Obama knowingly lied to the American people and with the same type of public sincerity shown by the embodiment of evil in Ariel Castro who pretended sincere emotions during a presidential election that covered the gross abuse of his employees intentionally disgracing The White House.  They did what they have done on purpose, and they trusted that the press and American people would not advance the issue beyond their deceitful manipulations.  The worst of all these recent revelations are that the Obama administration designated a sacrificial victim in Sam Bacile who was only guilty of being a bad filmmaker, and tossed him into jail to cover the crimes of murder that was either intentionally committed by the Obama administration, or was caused by sheer incompetence.  Either way, Americans died in Benghazi due to poor leadership by the Obama administration.  Then the Obama White House tried to blame the violence on a silly YouTube video hoping that the scandal would not be pressed by the public any further.  They insulted the deceased with their hope to get away with the crime.

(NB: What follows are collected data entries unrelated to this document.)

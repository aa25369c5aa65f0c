//! Core pricing calculation functions.
//!
//! Pure functions for pricing math - no database access, no shared state.
//! Every page that shows a price goes through these, so the catalog, the
//! booking summary and the WhatsApp message can never disagree.

use rust_decimal::prelude::*;
use rust_decimal::Decimal;
use serde::Serialize;

use crate::models::{AddOnChoice, AddOnPolicy, Gender, Promotion, PromotionTarget, Service};

/// Pricing calculation error types
#[derive(Debug, Clone, PartialEq, thiserror::Error)]
pub enum PricingError {
    #[error("Invalid service input: {0}")]
    InvalidServiceInput(String),

    #[error("Invalid rate for {field}: {value} is outside [0, 1]")]
    InvalidRateInput { field: &'static str, value: Decimal },
}

/// Round to specified decimal places, halves rounding up (away from zero).
///
/// # Examples
/// ```
/// use rust_decimal_macros::dec;
/// use girosa_web::pricing::round_money;
///
/// assert_eq!(round_money(dec!(2.5), 0), dec!(3));
/// assert_eq!(round_money(dec!(0.125), 2), dec!(0.13));
/// assert_eq!(round_money(dec!(1.234), 2), dec!(1.23));
/// ```
pub fn round_money(amount: Decimal, places: u32) -> Decimal {
    amount.round_dp_with_strategy(places, RoundingStrategy::MidpointAwayFromZero)
}

/// A rate as a whole percentage, e.g. `0.15` -> `15`
pub fn whole_percent(rate: Decimal) -> Decimal {
    round_money(rate * Decimal::ONE_HUNDRED, 0)
}

/// Whether `promotion` reaches `service`.
///
/// `ambos` reaches everything; otherwise the promotion target and the
/// service gender must match exactly, `unissex` included.
pub fn is_promotion_eligible(service: &Service, promotion: Option<&Promotion>) -> bool {
    let Some(promotion) = promotion else {
        return false;
    };

    matches!(
        (promotion.target, service.gender),
        (PromotionTarget::Both, _)
            | (PromotionTarget::Feminine, Gender::Feminine)
            | (PromotionTarget::Masculine, Gender::Masculine)
            | (PromotionTarget::Unisex, Gender::Unisex)
    )
}

/// Amounts taken off at each stage, promotion first, then the add-on discount.
///
/// Amounts are kept at full precision; only `final_price` is rounded.
#[derive(Debug, Clone, PartialEq, Serialize)]
pub struct DiscountBreakdown {
    pub original_price: Decimal,
    pub promotion_applied: bool,
    pub promotion_amount: Decimal,
    pub add_on_applied: bool,
    pub add_on_amount: Decimal,
    pub total_amount: Decimal,
    /// `total_amount` as a percentage of `original_price`
    pub total_percent: Decimal,
    pub final_price: Decimal,
}

/// Final payable price for a service.
///
/// # Errors
/// [`PricingError::InvalidServiceInput`] for a negative price,
/// [`PricingError::InvalidRateInput`] for any rate outside `[0, 1]`.
pub fn compute_final_price(
    service: &Service,
    promotion: Option<&Promotion>,
    choice: AddOnChoice,
) -> Result<Decimal, PricingError> {
    compute_discount_breakdown(service, promotion, choice).map(|b| b.final_price)
}

/// Staged discount breakdown for a service.
///
/// The promotion rate applies to the original price; the add-on rate applies
/// to what is left after the promotion.
pub fn compute_discount_breakdown(
    service: &Service,
    promotion: Option<&Promotion>,
    choice: AddOnChoice,
) -> Result<DiscountBreakdown, PricingError> {
    validate_inputs(service, promotion)?;

    let original_price = service.original_price;
    let mut price = original_price;

    let promotion_rate = promotion
        .filter(|p| is_promotion_eligible(service, Some(p)))
        .map(|p| p.discount_rate)
        .unwrap_or(Decimal::ZERO);

    let promotion_applied = promotion_rate > Decimal::ZERO;
    let promotion_amount = if promotion_applied {
        price * promotion_rate
    } else {
        Decimal::ZERO
    };
    price -= promotion_amount;

    let add_on_applied = add_on_discount_applies(service, choice);
    let add_on_amount = if add_on_applied {
        price * service.add_on_discount_rate
    } else {
        Decimal::ZERO
    };
    price -= add_on_amount;

    let total_amount = promotion_amount + add_on_amount;
    let total_percent = if original_price > Decimal::ZERO {
        total_amount / original_price * Decimal::ONE_HUNDRED
    } else {
        Decimal::ZERO
    };

    Ok(DiscountBreakdown {
        original_price,
        promotion_applied,
        promotion_amount,
        add_on_applied,
        add_on_amount,
        total_amount,
        total_percent,
        final_price: round_money(price, 2),
    })
}

fn add_on_discount_applies(service: &Service, choice: AddOnChoice) -> bool {
    if AddOnPolicy::for_service(service) == AddOnPolicy::NotApplicable {
        return false;
    }

    choice == AddOnChoice::CustomerProvided
        && service.offers_add_on_discount
        && service.add_on_discount_rate > Decimal::ZERO
}

fn validate_inputs(service: &Service, promotion: Option<&Promotion>) -> Result<(), PricingError> {
    if service.original_price < Decimal::ZERO {
        return Err(PricingError::InvalidServiceInput(format!(
            "service {} has a negative price ({})",
            service.id, service.original_price
        )));
    }

    if service.offers_add_on_discount {
        check_rate("add_on_discount_rate", service.add_on_discount_rate)?;
    }

    if let Some(promotion) = promotion {
        check_rate("discount_rate", promotion.discount_rate)?;
    }

    Ok(())
}

fn check_rate(field: &'static str, value: Decimal) -> Result<(), PricingError> {
    if value < Decimal::ZERO || value > Decimal::ONE {
        return Err(PricingError::InvalidRateInput { field, value });
    }
    Ok(())
}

The reasons for the impeachment of Barack Obama extend well into a long list of Constitutional violations and are voluminous beyond comprehension.  But the worst is the intention of the administration to pick a sacrificial victim in Bacile and throw him upon an alter stepping all over his rights as an individual to preserve the collective aims of the Obama White House.  If The White House will do such a thing with one man, they will do it with any collection of people, any business, or any philosophic idea, and that makes Obama and his employees dangerous to the American experience, and detriments to all free people who want a fair chance at life success and social opportunity.  That is why Obama should be removed from office so to set the parameters for all future presidents of what is acceptable and what is not.  A failure to act on Obama and his crimes will establish for the entire future an understanding that it is alright for Presidents to behave in such a destructive fashion against the American people.  More destruction will follow of the American way of life if Obama is not impeached, and this is a reality that cannot be hidden from.  It will take courage, courage from the press, courage from the politicians that must embark on the tragic journey, and courage from the American people to look evil in the eye and act against it, instead of being seduced.  It must happen because America does not want to look at itself decades from now and wonder what happened in the same way that we are asking how Ariel Castro was able to chain three stolen girls in his basement in plain site of many people who failed to act in a way to save the victims.  To me, Ariel Castro and Barack Obama are one in the same.  Their only real difference is that Castro tortured and molested three innocent girls over a long period of time.  Obama is doing the same figuratively with the entire world, and he needs to be stopped boldly and with great conviction. One is literal, one is metaphorical, but they are both the sheer face of evil in all its destructive qualities, and bottomless malevolence.



Rich Hoffman


166701_584023358276159_1119605693_n “If they attack first………..blast em’!”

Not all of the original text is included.